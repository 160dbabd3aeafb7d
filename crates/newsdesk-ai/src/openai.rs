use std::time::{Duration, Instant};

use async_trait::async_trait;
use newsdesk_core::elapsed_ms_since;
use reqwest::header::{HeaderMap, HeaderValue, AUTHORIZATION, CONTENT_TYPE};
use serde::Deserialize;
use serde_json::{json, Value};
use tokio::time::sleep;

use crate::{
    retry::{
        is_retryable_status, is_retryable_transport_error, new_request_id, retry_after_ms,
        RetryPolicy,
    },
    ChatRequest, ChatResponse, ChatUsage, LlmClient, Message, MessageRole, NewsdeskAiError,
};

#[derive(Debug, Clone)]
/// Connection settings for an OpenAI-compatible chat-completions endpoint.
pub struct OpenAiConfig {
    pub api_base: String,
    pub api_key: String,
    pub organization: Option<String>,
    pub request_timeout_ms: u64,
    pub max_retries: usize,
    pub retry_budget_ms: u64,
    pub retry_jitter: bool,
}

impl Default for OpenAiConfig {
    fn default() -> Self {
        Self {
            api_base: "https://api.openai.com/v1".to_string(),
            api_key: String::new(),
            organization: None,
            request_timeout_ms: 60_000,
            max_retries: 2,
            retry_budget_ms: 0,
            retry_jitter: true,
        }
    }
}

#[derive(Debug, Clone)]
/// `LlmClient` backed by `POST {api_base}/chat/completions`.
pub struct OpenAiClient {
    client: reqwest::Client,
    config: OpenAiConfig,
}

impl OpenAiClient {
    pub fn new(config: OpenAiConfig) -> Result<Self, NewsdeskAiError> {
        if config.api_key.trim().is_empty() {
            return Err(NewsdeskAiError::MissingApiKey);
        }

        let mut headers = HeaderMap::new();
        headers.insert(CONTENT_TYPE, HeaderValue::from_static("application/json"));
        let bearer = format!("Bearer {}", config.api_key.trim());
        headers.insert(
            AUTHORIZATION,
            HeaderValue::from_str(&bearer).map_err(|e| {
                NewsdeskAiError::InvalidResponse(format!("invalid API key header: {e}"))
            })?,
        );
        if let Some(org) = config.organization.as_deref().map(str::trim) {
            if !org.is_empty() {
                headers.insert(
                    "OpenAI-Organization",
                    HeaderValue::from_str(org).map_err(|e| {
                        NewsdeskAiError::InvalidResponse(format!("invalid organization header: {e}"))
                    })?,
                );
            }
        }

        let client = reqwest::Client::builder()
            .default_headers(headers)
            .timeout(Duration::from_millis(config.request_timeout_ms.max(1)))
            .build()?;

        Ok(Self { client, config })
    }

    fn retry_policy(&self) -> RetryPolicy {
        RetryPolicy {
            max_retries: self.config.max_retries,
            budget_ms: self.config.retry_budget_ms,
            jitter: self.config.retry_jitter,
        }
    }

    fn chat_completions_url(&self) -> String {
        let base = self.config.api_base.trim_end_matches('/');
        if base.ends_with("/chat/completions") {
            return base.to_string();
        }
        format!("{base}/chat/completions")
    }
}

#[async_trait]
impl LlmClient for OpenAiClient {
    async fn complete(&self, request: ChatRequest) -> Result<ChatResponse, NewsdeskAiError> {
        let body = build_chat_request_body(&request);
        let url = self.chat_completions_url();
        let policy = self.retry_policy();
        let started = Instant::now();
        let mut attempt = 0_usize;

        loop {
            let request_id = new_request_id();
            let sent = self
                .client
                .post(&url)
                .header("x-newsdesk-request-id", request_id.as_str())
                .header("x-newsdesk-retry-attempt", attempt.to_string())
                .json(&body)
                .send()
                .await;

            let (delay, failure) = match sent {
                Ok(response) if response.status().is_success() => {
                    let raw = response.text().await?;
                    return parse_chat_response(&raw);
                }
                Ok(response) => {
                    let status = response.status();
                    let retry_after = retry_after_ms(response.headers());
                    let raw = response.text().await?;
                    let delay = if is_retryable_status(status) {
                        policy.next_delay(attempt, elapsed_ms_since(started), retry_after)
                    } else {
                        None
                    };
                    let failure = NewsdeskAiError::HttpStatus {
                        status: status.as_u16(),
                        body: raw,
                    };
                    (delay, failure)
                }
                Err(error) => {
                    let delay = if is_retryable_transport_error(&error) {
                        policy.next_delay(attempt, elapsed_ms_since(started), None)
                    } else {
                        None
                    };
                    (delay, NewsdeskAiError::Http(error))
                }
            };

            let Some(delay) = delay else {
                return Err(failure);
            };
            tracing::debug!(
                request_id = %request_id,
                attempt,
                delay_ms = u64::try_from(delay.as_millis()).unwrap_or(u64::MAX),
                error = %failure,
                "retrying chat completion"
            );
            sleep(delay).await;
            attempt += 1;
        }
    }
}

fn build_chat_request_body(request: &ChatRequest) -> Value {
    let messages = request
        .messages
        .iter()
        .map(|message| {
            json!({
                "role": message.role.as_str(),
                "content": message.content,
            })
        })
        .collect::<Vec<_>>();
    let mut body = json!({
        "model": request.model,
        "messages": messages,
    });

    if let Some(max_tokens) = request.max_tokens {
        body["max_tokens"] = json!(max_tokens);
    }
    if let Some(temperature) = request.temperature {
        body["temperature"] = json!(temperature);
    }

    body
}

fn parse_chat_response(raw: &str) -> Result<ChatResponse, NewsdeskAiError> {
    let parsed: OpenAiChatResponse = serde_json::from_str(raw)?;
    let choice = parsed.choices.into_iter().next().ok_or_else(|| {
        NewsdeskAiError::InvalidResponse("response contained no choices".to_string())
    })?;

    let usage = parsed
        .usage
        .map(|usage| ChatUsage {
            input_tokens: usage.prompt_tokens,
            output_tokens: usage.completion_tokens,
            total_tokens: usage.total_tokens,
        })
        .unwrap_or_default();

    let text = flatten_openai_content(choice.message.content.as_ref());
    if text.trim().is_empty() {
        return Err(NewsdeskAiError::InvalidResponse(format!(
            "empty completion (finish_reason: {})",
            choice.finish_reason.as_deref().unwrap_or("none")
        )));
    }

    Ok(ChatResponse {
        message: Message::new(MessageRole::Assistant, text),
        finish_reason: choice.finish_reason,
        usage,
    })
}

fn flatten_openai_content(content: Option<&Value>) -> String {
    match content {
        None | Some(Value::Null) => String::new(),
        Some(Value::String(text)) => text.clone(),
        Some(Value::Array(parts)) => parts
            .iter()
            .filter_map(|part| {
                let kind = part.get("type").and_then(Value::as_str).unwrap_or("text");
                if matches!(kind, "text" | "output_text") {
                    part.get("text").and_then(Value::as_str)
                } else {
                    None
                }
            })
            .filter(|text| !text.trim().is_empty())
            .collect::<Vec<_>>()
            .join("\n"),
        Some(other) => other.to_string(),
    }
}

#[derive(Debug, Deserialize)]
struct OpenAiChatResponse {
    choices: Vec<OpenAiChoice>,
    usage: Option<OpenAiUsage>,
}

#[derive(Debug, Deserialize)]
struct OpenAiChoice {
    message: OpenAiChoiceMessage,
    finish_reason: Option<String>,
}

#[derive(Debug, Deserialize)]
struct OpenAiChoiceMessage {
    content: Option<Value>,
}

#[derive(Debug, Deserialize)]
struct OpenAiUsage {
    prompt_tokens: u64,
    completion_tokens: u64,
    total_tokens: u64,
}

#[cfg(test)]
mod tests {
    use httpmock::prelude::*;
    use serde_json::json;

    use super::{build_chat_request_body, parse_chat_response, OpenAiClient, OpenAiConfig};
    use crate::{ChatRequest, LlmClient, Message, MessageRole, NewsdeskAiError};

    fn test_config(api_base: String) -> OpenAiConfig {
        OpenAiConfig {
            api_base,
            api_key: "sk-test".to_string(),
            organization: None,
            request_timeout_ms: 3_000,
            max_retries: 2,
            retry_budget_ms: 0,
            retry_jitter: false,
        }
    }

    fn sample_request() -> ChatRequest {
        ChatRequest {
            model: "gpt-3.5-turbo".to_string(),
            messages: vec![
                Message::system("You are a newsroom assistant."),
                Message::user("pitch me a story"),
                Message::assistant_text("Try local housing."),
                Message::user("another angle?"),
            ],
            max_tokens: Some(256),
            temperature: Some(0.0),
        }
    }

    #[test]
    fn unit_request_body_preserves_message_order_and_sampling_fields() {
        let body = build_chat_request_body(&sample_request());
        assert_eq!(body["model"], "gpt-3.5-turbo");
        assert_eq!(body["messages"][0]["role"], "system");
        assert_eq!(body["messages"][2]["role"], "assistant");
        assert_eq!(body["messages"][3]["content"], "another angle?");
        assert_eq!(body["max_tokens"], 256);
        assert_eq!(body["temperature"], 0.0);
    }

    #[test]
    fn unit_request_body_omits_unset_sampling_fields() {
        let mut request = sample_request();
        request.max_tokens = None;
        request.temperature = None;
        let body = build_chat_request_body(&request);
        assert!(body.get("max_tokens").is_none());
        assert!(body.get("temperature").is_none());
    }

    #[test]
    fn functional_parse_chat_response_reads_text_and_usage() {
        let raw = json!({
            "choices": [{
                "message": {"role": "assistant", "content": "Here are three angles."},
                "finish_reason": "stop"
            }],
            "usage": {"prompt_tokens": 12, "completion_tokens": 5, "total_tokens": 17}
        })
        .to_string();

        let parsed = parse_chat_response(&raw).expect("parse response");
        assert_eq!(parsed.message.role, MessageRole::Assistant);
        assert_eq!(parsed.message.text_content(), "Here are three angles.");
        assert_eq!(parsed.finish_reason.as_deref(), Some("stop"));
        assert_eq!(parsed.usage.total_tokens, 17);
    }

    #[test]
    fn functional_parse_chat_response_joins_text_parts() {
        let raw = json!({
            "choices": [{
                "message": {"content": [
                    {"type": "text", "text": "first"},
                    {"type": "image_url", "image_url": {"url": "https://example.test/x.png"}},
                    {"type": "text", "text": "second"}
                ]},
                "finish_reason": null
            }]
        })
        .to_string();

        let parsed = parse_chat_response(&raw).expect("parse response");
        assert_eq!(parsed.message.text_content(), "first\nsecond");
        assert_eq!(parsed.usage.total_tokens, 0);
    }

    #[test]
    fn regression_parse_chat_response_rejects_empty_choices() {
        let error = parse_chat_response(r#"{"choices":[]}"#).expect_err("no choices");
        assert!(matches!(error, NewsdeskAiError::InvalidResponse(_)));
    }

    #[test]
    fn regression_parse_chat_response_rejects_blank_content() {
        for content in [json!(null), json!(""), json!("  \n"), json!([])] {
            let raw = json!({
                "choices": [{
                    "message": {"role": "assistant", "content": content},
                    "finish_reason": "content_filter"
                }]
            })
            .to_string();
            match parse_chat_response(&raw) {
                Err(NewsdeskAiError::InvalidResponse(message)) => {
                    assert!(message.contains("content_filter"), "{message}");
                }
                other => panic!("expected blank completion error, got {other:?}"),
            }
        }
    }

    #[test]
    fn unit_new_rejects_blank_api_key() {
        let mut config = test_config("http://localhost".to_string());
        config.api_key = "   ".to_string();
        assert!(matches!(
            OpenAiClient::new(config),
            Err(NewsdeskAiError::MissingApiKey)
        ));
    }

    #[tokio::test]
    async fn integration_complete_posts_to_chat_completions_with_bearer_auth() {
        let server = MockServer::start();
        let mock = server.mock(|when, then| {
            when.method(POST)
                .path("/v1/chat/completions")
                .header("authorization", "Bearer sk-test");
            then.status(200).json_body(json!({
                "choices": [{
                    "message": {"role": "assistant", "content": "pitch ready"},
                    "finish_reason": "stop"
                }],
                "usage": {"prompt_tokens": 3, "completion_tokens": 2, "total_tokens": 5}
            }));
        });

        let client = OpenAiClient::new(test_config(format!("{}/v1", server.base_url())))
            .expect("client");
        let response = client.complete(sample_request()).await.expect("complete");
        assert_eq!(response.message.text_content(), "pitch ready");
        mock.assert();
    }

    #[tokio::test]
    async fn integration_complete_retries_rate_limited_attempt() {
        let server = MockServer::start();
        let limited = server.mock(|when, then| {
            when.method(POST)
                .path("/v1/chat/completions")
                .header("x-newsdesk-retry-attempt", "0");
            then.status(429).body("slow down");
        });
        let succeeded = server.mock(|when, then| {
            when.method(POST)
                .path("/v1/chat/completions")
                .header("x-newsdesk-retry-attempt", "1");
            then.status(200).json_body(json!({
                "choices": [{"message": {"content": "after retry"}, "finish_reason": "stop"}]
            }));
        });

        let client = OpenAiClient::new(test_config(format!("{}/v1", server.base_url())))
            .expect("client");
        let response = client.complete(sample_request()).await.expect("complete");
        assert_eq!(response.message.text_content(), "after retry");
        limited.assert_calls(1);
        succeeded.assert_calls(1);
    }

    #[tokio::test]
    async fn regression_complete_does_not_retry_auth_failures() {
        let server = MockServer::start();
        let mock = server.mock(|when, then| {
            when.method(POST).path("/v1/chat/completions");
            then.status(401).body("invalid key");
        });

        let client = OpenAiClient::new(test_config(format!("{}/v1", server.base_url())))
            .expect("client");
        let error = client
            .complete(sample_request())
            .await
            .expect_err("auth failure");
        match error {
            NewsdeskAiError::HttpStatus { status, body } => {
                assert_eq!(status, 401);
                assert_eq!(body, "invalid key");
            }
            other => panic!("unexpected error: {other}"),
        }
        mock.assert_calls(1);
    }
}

○ ○ ○ ○ ○

* How to complete this task *
Scan the material above for lines that contain the string "user", and copy each such line.

* Solution *
                Message::user("pitch me a story"),
                Message::user("another angle?"),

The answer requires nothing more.